■ Exercise goal ■
All lines from the one with "with a REFERENCE column" to the end of the material, both included, are to be written out exactly and without anything else.
_ _ _ _ _ _ _
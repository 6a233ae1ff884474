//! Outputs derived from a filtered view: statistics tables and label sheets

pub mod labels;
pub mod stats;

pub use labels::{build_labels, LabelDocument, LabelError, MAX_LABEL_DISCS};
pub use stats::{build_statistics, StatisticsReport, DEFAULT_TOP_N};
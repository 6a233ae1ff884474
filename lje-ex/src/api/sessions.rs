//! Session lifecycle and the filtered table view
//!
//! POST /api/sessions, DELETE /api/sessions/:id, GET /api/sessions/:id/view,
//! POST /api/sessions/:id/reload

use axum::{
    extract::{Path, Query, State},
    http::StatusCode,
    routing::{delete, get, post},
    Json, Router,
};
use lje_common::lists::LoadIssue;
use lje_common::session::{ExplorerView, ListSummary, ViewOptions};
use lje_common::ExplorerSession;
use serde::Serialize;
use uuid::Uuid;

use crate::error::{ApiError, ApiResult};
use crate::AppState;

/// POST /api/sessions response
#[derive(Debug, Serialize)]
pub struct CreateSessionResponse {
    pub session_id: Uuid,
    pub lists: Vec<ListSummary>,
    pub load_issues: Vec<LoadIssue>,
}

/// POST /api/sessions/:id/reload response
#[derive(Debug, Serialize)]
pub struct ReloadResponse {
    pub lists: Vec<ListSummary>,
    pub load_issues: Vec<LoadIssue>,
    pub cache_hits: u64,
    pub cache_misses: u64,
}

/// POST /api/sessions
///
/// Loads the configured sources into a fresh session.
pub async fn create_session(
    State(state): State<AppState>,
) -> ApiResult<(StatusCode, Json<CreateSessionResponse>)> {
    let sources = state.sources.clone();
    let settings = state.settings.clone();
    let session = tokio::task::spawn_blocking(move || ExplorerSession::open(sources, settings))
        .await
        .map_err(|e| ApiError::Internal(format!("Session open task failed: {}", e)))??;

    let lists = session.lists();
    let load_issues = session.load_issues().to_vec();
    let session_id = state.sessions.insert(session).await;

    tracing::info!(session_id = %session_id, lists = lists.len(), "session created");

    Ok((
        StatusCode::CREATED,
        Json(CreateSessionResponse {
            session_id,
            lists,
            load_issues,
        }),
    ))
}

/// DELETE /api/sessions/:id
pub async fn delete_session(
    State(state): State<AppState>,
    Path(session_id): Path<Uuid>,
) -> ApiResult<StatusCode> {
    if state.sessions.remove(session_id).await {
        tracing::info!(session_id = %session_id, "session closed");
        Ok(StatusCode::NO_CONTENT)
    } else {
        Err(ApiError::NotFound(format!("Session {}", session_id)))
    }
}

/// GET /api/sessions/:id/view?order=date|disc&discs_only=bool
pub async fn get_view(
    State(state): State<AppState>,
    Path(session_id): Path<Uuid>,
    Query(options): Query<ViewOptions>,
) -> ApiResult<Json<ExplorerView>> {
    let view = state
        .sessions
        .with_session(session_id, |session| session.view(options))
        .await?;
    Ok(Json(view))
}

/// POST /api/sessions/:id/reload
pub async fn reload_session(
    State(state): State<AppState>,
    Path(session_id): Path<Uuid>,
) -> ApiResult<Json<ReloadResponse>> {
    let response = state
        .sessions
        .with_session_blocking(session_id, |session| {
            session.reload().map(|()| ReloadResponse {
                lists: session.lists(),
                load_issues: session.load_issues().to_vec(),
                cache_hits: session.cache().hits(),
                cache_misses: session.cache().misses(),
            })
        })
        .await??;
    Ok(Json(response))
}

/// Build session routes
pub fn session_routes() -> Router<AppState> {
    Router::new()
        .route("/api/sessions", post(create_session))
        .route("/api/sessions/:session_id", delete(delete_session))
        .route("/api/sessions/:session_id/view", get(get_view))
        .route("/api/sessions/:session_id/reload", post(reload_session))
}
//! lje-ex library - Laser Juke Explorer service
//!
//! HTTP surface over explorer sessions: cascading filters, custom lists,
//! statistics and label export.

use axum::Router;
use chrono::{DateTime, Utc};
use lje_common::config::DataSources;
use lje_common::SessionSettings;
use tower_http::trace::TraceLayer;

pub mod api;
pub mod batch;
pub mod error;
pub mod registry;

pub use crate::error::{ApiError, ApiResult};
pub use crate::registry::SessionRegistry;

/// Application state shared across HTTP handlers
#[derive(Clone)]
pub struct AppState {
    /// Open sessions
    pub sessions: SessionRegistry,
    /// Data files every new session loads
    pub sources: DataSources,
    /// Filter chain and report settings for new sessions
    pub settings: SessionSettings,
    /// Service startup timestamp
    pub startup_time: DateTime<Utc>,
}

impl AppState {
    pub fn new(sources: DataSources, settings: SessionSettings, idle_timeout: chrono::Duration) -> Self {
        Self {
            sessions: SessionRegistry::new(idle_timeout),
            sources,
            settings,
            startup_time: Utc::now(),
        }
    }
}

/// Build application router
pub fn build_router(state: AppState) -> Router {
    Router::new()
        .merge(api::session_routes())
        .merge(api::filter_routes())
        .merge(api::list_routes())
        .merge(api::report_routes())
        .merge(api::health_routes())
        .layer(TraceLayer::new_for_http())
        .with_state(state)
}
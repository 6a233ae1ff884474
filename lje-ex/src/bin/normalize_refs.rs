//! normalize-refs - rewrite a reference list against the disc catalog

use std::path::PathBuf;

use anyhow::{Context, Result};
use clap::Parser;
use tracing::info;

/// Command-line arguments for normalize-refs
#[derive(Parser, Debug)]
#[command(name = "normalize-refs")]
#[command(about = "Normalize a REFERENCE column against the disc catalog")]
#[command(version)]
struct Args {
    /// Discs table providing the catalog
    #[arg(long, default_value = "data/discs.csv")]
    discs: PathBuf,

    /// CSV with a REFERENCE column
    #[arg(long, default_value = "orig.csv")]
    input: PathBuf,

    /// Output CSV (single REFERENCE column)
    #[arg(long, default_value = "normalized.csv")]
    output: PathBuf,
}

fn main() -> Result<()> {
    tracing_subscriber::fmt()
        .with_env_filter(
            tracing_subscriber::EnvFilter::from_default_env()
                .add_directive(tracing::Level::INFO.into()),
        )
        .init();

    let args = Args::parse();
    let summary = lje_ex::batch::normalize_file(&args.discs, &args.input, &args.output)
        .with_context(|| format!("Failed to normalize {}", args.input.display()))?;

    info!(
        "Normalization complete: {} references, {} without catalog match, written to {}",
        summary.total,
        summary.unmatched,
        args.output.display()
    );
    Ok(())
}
_ _ _ _ _ _ _
■ Answer to the problem ■
    /// CSV with a REFERENCE column
    #[arg(long, default_value = "orig.csv")]
    input: PathBuf,

    /// Output CSV (single REFERENCE column)
    #[arg(long, default_value = "normalized.csv")]
    output: PathBuf,
}

fn main() -> Result<()> {
    tracing_subscriber::fmt()
        .with_env_filter(
            tracing_subscriber::EnvFilter::from_default_env()
                .add_directive(tracing::Level::INFO.into()),
        )
        .init();

    let args = Args::parse();
    let summary = lje_ex::batch::normalize_file(&args.discs, &args.input, &args.output)
        .with_context(|| format!("Failed to normalize {}", args.input.display()))?;

    info!(
        "Normalization complete: {} references, {} without catalog match, written to {}",
        summary.total,
        summary.unmatched,
        args.output.display()
    );
    Ok(())
}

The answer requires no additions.